*** Given records ***

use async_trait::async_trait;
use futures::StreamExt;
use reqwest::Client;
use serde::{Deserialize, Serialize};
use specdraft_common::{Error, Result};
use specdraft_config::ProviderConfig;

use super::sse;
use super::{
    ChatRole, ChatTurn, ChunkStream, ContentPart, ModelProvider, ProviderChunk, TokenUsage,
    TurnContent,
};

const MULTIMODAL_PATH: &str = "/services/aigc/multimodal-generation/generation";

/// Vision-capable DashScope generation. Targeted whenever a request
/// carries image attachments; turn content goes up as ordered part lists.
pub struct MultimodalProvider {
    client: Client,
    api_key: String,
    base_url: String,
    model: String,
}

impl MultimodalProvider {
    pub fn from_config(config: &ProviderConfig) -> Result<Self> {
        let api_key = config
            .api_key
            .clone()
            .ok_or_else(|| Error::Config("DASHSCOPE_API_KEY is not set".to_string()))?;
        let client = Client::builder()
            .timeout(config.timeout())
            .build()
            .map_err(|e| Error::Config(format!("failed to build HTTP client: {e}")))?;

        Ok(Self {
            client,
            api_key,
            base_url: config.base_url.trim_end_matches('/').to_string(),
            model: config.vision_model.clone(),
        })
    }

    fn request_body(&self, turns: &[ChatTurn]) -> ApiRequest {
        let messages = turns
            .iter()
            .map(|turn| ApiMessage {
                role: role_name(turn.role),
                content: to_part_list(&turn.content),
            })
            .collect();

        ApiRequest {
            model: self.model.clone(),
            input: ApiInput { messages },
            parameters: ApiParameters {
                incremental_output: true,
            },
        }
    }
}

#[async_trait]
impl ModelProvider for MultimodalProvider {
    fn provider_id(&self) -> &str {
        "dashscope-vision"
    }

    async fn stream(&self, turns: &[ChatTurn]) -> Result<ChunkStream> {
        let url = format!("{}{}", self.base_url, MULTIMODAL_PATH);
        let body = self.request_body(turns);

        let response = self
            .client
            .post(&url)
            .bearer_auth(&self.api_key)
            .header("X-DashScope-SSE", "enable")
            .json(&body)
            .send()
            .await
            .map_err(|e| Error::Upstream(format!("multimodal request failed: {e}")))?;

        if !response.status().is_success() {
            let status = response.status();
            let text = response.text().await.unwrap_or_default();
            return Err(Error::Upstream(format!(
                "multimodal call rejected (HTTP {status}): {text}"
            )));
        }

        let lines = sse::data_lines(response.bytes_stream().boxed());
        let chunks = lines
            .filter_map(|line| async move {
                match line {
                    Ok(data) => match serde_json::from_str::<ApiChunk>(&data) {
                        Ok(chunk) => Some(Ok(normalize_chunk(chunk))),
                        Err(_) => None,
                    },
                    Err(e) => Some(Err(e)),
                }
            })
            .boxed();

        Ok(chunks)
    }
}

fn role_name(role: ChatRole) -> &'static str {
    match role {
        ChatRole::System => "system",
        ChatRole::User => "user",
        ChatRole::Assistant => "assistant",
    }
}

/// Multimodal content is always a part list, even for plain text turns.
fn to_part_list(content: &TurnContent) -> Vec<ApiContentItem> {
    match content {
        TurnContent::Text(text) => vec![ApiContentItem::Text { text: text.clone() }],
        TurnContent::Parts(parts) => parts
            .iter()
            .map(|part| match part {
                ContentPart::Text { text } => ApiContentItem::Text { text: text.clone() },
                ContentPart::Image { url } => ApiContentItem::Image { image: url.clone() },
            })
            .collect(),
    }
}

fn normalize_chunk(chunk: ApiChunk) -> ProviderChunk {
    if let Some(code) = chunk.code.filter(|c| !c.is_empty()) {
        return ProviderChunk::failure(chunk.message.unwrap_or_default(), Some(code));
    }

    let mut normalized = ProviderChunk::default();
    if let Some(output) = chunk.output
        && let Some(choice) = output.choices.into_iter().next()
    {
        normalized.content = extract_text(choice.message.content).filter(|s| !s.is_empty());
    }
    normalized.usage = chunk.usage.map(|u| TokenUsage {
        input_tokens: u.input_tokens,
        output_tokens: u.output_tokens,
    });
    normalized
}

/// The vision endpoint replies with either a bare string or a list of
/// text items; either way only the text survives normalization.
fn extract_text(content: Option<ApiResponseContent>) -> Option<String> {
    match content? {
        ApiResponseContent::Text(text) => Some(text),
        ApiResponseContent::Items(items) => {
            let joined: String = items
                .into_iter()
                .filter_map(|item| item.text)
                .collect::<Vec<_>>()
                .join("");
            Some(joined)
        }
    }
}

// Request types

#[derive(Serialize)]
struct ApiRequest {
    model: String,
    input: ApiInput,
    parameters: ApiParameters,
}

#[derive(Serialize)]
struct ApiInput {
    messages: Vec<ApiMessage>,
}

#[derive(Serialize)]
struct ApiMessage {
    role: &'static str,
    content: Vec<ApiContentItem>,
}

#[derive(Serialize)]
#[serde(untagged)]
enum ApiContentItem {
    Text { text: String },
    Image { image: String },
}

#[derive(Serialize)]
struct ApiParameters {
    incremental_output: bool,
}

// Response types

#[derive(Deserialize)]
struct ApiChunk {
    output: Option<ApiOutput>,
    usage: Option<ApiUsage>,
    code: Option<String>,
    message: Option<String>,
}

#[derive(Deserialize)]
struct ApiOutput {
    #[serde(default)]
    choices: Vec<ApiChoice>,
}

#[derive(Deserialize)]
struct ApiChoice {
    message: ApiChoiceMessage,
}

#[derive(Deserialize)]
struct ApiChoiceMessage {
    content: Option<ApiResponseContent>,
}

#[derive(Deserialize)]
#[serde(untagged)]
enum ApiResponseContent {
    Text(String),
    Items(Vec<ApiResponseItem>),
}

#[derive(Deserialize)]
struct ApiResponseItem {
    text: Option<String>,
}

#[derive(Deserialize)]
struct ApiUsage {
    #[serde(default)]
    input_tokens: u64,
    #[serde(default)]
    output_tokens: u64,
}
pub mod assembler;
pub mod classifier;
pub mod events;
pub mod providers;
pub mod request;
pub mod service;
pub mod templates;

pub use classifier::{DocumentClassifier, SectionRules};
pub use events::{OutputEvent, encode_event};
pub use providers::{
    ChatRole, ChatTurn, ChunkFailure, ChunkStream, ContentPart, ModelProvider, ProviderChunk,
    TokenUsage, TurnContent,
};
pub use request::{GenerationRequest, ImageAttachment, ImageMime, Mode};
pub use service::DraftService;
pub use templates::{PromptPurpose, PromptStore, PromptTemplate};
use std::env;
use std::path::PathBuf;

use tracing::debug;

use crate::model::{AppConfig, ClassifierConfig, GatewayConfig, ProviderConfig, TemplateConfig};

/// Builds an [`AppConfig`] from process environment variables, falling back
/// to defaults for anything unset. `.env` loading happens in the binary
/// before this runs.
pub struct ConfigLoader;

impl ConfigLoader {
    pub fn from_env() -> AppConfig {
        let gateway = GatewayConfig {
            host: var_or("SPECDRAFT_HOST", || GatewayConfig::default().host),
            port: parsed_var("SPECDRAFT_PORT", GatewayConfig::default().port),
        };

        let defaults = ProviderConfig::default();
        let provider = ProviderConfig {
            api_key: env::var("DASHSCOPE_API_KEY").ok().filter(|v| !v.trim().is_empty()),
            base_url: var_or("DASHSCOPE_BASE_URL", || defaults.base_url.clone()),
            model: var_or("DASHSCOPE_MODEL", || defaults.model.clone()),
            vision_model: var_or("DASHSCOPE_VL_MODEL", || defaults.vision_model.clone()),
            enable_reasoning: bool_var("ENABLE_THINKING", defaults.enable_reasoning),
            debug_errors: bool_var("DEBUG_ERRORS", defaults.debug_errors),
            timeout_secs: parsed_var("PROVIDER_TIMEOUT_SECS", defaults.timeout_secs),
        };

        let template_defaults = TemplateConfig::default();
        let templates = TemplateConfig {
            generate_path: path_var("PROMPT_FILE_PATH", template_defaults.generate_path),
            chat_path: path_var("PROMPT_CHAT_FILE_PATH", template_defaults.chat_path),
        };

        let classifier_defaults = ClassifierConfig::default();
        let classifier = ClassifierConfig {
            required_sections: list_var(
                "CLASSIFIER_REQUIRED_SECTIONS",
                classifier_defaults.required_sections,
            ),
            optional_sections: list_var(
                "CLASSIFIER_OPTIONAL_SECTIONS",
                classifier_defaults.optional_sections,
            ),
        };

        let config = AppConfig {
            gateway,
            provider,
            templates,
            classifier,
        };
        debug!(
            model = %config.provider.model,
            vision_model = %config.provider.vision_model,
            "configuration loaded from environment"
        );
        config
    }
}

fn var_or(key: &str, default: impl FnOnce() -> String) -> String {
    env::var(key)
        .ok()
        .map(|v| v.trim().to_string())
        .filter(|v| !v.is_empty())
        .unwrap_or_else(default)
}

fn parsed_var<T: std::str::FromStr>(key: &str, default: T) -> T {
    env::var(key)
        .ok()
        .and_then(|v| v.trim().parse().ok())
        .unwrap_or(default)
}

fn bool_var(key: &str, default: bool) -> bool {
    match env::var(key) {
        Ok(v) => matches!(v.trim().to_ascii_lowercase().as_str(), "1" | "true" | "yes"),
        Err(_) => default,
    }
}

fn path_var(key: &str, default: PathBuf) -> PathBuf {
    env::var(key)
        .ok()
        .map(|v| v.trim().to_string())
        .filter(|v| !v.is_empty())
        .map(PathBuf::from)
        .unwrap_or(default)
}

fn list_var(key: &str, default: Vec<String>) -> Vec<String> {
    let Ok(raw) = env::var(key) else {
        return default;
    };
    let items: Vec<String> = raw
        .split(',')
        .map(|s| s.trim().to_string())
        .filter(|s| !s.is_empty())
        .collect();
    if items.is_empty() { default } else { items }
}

*** End of Given records ***
*** Given records ***

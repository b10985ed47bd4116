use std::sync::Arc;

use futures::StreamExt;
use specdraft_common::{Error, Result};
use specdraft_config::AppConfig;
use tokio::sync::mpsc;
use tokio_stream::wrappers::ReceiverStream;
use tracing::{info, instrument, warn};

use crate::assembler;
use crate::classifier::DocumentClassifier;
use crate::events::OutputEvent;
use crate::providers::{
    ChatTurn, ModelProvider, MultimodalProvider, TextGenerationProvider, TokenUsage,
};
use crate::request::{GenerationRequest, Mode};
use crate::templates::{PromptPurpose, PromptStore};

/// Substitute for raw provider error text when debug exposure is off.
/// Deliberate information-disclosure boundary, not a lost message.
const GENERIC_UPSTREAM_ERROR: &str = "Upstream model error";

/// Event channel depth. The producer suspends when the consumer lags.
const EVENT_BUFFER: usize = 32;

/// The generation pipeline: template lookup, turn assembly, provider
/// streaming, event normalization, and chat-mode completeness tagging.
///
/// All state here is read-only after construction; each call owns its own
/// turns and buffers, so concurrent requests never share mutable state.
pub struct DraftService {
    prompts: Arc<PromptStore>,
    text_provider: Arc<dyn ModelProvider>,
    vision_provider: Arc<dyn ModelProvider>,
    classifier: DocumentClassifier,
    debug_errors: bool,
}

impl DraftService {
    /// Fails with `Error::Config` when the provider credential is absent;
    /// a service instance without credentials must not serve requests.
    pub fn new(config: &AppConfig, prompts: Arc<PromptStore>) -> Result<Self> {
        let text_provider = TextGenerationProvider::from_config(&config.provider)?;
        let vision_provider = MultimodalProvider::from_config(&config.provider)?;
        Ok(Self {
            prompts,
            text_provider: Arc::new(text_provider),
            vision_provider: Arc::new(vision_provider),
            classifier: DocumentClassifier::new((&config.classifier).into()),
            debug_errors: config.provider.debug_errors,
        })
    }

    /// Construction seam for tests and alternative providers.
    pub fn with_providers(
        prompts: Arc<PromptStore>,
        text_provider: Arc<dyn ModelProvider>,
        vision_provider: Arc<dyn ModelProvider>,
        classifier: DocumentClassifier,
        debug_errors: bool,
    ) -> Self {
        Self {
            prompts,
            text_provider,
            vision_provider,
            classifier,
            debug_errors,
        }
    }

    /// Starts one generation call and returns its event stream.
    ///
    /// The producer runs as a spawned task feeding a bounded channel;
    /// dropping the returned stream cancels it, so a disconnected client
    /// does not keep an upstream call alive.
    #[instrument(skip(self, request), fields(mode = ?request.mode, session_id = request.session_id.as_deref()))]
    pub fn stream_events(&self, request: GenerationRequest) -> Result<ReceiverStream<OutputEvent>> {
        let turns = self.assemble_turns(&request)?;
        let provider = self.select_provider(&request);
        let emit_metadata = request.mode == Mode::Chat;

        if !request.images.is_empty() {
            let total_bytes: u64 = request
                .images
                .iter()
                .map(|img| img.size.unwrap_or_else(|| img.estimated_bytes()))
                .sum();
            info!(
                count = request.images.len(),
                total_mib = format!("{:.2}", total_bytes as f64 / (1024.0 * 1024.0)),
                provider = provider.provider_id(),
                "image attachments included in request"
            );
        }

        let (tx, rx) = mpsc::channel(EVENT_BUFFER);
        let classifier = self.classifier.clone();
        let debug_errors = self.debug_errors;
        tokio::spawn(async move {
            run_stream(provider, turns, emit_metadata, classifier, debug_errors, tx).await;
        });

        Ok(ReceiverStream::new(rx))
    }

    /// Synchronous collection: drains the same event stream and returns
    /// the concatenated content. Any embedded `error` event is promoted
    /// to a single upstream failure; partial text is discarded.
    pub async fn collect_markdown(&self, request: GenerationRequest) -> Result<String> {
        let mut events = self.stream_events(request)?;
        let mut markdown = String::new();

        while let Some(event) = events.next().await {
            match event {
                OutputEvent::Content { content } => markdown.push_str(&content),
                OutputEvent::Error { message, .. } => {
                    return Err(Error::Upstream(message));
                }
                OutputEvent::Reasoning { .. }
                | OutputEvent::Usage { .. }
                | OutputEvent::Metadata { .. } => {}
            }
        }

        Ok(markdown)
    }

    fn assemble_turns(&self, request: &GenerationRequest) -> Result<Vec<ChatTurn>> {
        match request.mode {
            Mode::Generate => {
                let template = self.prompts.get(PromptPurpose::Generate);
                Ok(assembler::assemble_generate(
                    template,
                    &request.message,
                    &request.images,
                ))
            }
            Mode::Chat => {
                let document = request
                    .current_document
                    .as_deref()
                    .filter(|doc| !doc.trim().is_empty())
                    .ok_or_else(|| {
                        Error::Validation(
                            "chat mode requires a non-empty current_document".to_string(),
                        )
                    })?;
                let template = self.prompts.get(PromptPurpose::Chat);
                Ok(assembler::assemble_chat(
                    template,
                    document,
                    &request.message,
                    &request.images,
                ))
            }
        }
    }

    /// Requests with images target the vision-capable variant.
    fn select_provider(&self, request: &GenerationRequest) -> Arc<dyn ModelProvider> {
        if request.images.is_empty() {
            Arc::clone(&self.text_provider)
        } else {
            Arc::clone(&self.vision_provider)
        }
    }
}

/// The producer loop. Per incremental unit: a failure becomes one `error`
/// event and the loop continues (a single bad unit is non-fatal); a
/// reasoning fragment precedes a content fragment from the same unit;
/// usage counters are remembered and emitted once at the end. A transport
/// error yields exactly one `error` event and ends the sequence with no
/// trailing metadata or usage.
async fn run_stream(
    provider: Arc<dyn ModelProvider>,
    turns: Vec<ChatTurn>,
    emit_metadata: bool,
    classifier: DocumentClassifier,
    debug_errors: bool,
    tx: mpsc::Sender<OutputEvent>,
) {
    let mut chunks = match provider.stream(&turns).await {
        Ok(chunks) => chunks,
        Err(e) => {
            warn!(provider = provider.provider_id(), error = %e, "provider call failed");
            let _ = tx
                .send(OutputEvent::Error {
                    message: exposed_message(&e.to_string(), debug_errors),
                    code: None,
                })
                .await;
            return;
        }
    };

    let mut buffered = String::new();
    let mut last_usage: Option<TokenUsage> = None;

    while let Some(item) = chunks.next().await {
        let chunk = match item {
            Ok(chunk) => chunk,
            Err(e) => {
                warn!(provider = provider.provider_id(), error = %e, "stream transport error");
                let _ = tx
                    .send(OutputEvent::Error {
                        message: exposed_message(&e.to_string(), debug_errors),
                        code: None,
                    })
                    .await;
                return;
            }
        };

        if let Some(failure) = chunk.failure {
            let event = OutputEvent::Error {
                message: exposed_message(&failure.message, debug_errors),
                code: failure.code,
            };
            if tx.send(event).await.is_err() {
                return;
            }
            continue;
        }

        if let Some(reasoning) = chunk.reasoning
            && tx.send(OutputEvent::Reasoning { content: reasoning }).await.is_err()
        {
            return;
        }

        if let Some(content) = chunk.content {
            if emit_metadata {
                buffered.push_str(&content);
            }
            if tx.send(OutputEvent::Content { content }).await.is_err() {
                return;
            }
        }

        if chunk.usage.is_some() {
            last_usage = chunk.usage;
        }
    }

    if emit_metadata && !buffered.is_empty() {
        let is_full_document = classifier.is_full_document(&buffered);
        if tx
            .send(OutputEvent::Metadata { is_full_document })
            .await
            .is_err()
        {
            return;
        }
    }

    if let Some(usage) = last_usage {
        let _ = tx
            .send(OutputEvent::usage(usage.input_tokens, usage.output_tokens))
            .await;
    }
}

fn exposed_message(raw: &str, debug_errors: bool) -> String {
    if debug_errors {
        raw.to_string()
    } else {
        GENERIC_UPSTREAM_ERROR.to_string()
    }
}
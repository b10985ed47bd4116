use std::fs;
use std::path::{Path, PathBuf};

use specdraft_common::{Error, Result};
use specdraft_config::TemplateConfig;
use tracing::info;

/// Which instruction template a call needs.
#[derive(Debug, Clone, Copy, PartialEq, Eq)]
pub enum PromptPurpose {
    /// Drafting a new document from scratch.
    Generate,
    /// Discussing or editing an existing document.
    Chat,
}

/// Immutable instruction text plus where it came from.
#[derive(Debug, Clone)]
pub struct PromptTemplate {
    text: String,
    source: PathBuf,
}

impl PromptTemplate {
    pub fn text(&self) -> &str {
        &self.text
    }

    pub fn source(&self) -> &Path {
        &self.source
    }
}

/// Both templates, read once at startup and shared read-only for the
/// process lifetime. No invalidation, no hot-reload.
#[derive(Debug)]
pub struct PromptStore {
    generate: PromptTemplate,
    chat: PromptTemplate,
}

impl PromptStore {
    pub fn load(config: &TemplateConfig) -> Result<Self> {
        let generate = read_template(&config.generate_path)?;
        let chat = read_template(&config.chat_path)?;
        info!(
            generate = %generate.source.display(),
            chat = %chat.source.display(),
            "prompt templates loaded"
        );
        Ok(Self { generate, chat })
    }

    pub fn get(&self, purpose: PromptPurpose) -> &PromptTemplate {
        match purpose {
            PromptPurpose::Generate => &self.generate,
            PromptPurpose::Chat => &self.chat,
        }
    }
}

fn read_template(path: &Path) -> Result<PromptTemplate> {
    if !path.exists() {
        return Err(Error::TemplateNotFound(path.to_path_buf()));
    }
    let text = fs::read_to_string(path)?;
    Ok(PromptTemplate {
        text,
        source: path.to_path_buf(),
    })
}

*** End of Given records ***
*** Given records ***

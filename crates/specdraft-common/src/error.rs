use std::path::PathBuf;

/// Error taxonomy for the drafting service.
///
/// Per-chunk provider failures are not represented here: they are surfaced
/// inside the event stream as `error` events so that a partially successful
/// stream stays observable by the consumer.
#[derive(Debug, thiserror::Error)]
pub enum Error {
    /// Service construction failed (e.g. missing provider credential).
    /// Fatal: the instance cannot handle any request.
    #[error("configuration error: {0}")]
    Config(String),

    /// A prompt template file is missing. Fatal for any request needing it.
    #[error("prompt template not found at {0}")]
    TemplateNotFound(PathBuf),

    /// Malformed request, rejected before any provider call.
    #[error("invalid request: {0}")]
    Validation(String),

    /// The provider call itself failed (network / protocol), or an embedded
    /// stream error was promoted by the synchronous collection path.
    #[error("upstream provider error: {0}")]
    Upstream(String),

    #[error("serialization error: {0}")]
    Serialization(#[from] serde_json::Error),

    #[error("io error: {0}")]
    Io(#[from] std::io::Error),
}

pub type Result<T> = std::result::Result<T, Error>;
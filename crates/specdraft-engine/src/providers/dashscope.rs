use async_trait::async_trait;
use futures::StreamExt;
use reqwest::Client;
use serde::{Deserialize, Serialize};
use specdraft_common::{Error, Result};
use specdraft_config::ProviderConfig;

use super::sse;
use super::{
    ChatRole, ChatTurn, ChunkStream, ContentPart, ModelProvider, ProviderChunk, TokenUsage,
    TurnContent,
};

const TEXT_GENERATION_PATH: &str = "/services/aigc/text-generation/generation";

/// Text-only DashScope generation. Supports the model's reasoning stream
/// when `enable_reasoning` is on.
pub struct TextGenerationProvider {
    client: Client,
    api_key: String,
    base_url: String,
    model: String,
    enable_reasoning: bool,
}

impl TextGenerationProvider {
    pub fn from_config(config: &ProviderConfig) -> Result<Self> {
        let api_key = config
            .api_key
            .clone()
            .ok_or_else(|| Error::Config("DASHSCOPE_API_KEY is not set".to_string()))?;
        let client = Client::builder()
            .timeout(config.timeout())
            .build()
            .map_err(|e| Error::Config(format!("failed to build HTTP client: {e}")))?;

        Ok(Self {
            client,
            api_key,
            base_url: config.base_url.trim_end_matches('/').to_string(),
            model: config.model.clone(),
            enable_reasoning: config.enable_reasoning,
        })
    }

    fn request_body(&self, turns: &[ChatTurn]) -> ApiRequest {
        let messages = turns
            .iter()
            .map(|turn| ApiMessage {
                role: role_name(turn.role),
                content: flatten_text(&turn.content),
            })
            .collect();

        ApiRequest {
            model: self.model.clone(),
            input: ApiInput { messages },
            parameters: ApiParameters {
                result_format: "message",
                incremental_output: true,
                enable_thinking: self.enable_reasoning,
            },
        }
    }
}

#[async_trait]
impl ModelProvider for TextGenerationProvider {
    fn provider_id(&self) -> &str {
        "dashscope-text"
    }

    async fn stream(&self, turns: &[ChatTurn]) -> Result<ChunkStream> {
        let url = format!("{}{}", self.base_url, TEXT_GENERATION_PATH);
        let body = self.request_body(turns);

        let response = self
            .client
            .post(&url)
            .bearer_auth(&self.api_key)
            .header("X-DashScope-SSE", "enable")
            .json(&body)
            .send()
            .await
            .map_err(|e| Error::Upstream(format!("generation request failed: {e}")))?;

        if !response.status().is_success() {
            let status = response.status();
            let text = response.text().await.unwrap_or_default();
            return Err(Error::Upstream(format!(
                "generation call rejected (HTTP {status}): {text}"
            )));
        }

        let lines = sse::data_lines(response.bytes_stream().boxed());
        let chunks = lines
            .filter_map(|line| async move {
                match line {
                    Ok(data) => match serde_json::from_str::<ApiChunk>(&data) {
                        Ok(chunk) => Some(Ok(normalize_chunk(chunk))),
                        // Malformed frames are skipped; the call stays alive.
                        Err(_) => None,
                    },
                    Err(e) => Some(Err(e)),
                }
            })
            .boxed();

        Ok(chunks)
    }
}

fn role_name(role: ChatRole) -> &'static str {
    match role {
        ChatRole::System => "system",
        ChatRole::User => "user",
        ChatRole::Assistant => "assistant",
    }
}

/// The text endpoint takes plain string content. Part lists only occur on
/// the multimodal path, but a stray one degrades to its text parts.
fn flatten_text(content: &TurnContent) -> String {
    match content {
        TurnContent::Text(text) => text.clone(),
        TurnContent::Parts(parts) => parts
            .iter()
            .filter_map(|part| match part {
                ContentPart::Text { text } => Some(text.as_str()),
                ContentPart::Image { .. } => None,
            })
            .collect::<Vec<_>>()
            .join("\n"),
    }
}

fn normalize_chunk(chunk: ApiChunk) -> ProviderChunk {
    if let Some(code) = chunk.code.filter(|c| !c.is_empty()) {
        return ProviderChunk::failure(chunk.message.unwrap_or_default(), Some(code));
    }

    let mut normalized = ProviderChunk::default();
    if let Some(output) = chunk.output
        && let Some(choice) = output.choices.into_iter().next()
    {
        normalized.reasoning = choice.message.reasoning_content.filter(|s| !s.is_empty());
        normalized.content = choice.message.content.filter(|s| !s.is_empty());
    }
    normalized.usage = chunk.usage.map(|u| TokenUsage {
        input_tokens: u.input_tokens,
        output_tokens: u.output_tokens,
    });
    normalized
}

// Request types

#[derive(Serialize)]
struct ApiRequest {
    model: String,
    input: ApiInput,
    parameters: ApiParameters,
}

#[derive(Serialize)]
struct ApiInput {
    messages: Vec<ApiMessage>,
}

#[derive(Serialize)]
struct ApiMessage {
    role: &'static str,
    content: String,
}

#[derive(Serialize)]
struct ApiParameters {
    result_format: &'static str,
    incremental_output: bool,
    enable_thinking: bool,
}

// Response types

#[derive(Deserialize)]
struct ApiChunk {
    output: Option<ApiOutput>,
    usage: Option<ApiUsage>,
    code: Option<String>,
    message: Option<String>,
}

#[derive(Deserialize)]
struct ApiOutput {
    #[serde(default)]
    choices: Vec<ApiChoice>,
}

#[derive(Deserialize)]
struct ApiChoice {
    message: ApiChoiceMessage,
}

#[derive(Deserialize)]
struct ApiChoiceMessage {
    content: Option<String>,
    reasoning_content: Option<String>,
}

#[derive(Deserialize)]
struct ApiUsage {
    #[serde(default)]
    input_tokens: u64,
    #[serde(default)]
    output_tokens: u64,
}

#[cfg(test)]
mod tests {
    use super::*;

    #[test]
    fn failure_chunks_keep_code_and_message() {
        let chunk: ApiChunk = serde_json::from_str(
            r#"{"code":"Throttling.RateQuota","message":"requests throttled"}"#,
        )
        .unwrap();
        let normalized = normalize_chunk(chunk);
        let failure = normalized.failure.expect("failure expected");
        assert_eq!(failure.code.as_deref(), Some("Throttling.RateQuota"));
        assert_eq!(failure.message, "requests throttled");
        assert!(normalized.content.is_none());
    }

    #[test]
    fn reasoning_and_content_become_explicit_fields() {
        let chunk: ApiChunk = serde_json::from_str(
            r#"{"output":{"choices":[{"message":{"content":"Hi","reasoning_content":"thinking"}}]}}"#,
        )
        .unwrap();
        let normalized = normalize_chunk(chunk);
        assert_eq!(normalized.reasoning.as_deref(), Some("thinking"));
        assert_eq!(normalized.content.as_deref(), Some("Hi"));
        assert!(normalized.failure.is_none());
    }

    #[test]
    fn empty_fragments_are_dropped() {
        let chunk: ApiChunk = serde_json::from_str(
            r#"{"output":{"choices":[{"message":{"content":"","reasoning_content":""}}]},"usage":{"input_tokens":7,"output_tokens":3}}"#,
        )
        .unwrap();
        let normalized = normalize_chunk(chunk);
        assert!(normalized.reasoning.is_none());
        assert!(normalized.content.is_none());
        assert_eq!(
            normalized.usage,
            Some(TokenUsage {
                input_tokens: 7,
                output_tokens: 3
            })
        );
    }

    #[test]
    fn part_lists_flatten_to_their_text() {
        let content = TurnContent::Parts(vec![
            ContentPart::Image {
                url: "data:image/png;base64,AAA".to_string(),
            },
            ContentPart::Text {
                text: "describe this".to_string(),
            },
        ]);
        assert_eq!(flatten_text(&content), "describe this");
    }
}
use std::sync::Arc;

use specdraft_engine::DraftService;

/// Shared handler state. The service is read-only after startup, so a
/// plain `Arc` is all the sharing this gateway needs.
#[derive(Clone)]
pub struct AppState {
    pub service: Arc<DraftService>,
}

*** End of Given records ***

→ Work instructions: Report how many lines in the data include the word "embedded". Nothing else is needed.

→ Answer to this problem: 2